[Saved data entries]
╔══

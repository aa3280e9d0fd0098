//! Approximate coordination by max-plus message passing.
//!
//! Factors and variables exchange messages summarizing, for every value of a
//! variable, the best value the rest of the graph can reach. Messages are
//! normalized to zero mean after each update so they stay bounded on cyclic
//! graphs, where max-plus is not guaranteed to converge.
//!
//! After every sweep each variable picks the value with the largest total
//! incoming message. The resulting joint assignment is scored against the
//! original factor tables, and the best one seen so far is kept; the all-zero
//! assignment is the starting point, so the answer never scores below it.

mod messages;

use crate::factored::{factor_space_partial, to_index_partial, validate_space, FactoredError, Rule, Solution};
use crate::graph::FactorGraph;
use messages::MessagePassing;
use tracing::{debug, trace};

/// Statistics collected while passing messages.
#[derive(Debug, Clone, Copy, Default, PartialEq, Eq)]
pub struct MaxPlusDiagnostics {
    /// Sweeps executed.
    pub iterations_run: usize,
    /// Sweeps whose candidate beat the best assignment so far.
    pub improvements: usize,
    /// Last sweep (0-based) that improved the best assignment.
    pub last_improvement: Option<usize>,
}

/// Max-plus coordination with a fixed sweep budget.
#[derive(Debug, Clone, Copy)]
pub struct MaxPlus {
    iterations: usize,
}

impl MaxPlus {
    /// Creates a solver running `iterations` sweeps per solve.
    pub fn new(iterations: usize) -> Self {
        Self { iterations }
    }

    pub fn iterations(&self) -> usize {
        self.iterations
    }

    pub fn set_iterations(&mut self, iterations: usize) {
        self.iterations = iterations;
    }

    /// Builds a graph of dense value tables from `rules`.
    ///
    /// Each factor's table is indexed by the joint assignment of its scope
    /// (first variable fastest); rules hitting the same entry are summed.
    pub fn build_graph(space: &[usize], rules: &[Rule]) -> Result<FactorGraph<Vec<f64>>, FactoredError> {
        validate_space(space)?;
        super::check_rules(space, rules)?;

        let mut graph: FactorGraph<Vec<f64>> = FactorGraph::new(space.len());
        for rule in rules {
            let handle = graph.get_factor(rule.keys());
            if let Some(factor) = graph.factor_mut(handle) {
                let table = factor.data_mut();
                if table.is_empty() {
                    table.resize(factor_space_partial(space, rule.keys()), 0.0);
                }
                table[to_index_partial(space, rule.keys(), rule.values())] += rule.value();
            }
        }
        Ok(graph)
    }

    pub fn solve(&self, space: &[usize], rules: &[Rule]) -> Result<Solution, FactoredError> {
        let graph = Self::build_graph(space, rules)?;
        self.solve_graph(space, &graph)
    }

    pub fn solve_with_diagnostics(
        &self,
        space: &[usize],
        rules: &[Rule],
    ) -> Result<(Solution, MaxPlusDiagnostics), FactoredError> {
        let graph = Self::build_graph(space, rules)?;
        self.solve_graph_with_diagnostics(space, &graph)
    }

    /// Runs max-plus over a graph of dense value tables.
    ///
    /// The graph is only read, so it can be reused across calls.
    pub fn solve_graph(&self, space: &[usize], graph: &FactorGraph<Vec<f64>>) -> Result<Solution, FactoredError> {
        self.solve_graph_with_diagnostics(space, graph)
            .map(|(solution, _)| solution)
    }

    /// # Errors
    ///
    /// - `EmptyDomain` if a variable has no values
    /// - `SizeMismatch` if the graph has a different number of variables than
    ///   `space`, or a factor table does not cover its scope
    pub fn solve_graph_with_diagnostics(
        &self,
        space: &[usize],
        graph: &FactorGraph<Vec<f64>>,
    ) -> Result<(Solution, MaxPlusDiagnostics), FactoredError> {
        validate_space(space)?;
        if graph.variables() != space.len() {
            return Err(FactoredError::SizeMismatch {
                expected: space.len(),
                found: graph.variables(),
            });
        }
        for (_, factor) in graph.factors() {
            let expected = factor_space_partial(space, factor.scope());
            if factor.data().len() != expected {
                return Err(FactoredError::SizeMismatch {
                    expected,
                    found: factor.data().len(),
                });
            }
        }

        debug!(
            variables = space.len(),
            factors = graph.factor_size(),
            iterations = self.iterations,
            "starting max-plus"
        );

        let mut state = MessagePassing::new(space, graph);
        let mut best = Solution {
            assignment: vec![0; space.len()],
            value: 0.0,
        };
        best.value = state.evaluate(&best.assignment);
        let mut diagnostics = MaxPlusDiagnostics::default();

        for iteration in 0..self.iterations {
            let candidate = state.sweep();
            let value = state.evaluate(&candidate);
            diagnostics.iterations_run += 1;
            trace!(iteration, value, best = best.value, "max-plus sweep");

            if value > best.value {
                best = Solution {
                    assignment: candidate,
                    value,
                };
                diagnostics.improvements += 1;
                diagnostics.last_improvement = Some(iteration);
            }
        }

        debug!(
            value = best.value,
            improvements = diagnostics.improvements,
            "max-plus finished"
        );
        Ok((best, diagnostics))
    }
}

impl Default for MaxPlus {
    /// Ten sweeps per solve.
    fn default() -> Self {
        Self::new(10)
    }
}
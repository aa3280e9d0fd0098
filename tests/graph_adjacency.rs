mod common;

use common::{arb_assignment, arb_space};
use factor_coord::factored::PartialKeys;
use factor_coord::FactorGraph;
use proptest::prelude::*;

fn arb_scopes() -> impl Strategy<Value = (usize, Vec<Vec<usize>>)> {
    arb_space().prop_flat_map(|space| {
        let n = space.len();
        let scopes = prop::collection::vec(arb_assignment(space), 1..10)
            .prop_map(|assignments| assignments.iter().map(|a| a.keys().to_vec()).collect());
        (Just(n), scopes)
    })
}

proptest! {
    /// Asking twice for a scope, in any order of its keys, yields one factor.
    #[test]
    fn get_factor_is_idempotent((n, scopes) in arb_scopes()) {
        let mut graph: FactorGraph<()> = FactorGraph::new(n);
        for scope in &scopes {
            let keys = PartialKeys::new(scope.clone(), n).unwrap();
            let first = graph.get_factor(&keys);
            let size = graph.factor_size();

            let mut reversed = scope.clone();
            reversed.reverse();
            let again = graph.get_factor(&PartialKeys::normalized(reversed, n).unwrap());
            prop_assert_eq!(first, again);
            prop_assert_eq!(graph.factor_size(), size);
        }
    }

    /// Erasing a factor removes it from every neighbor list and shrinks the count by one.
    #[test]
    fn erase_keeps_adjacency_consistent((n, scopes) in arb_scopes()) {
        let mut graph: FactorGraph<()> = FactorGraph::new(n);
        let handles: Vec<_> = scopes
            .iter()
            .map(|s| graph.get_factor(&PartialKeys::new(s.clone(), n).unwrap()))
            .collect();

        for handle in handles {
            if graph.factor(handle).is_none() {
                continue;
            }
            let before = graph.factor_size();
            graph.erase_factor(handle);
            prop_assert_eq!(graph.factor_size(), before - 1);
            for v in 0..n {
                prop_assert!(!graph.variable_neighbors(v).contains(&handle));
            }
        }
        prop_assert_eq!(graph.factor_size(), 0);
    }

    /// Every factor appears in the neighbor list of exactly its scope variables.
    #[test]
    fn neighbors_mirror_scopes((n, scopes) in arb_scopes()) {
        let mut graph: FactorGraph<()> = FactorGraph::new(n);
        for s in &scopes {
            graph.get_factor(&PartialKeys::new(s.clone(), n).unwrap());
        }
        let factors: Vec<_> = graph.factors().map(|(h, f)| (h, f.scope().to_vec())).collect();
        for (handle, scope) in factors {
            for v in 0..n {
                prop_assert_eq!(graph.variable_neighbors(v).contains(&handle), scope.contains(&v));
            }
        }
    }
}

╚══

- _Task requirements_: For each line of the entries that contains the word "normalized", make a copy.

- _Answer to the exercise_:
//! normalized to zero mean after each update so they stay bounded on cyclic
            let again = graph.get_factor(&PartialKeys::normalized(reversed, n).unwrap());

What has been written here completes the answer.